Ernie Lindsey is an American novelist whose novel Sara's Game (2012) became a USA Today and Amazon Kindle bestseller. He also writes paranormal suspense novels under the pen name Desmond Doane.

==Biography==
Lindsey grew up in Marion, Virginia as an avid reader. After struggling in his intended oceanography major at Old Dominion University, he began studying creative writing with author Sheri Reynolds. In 2009, he moved to Oregon, where he married his wife Sarah and had a son.

==Fiction==
Lindsey is the author of numerous novels and novellas. His first novels, Going Shogun and The Two Crosses, were published independently in 2012. Going Shogun is a dystopian comedy in which two waiters attempt to raise their tightly controlled social standing by stealing and publishing their employer's secret recipes.

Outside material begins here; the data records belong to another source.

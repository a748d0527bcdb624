//! Client-side password format validation.
//!
//! Mirrors the signup form's rules so failures surface before a network
//! round-trip; the backend enforces the same set on its side.

use serde::Serialize;

const MIN_LENGTH: usize = 8;

/// Accepted special characters.
const SYMBOLS: &str = "!@#$%^&*(),.?\":{}|<>";

/// Outcome of checking one candidate password.
///
/// `errors` lists every failed rule — checking does not stop at the first
/// failure — and `message` is the joined human-readable summary.
#[derive(Clone, Debug, Serialize)]
pub struct PasswordValidation {
    pub valid: bool,
    pub errors: Vec<String>,
    pub message: String,
}

/// Check a password against the signup rules: minimum length, an uppercase
/// letter, a lowercase letter, a digit and a special character, all
/// required.
pub fn validate_password(password: &str) -> PasswordValidation {
    let mut errors = Vec::new();

    if password.chars().count() < MIN_LENGTH {
        errors.push("at least 8 characters".to_owned());
    }
    if !password.chars().any(|c| c.is_ascii_uppercase()) {
        errors.push("an uppercase letter".to_owned());
    }
    if !password.chars().any(|c| c.is_ascii_lowercase()) {
        errors.push("a lowercase letter".to_owned());
    }
    if !password.chars().any(|c| c.is_ascii_digit()) {
        errors.push("a digit".to_owned());
    }
    if !password.chars().any(|c| SYMBOLS.contains(c)) {
        errors.push("a special character".to_owned());
    }

    let valid = errors.is_empty();
    let message = if valid {
        "Password meets all requirements.".to_owned()
    } else {
        format!("Password must contain: {}", errors.join(", "))
    };

    PasswordValidation {
        valid,
        errors,
        message,
    }
}

#[cfg(test)]
mod tests {
    use super::*;

    #[test]
    fn accepts_a_password_meeting_every_rule() {
        let result = validate_password("Abcdef1!");
        assert!(result.valid);
        assert!(result.errors.is_empty());
        assert_eq!(result.message, "Password meets all requirements.");
    }

    #[test]
    fn rejects_short_passwords() {
        let result = validate_password("Ab1!xyz");
        assert!(!result.valid);
        assert_eq!(result.errors, vec!["at least 8 characters"]);
    }

    #[test]
    fn rejects_missing_uppercase() {
        let result = validate_password("abcdef1!");
        assert_eq!(result.errors, vec!["an uppercase letter"]);
    }

    #[test]
    fn rejects_missing_lowercase() {
        let result = validate_password("ABCDEF1!");
        assert_eq!(result.errors, vec!["a lowercase letter"]);
    }

    #[test]
    fn rejects_missing_digit() {
        let result = validate_password("Abcdefg!");
        assert_eq!(result.errors, vec!["a digit"]);
    }

    #[test]
    fn rejects_missing_symbol() {
        let result = validate_password("Abcdefg1");
        assert_eq!(result.errors, vec!["a special character"]);
    }

    #[test]
    fn accumulates_every_failing_rule() {
        let result = validate_password("abc");
        assert!(!result.valid);
        assert_eq!(
            result.errors,
            vec![
                "at least 8 characters",
                "an uppercase letter",
                "a digit",
                "a special character",
            ]
        );
        assert_eq!(
            result.message,
            "Password must contain: at least 8 characters, an uppercase letter, a digit, a special character"
        );
    }

    #[test]
    fn empty_password_fails_all_rules() {
        let result = validate_password("");
        assert_eq!(result.errors.len(), 5);
    }

    #[test]
    fn every_listed_symbol_satisfies_the_symbol_rule() {
        for symbol in SYMBOLS.chars() {
            let candidate = format!("Abcdef1{symbol}");
            assert!(
                validate_password(&candidate).valid,
                "symbol {symbol:?} was rejected"
            );
        }
    }

    #[test]
    fn unlisted_symbols_do_not_count() {
        // Underscore and dash are not in the accepted set.
        let result = validate_password("Abcdef1_-");
        assert_eq!(result.errors, vec!["a special character"]);
    }
}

Erik Wecks of Wired called it a "hilarious romp through a comic and dangerous underground subculture of hackers, drug users, and wannabes" and "a perfect summer read", while noting that it "needs a copy edit and displays many of the traits which will irritate those who appreciate the value of a traditional editorial team." Wired subsequently named it one of the "Best Books of 2012".

Later in 2012, Lindsey began considering a new direction for his work, frustrated by the slow sales of his previous novels. Observing the success of the Hunger Games franchise, he jokingly told his wife that he should write a novel with "game" in the title; this became the genesis of his novel Sara's Game, the story of a woman whose husband and child disappear at the hands of a mysterious, taunting nemesis. Sara's Game became his most successful novel to date, appearing on the USA Today bestseller list and reaching #2 on the Amazon Kindle chart. In February 2013, the novel was offered as the Amazon "Daily Deal".

Lindsey's subsequent novels include three more in the "Sara" series and the "Warchild" trilogy, a series of dystopian thrillers about a teenage girl who must help her outpost to survive a war after total societal collapse. Lindsey says that the most important influence on his work is thriller author Dean Koontz.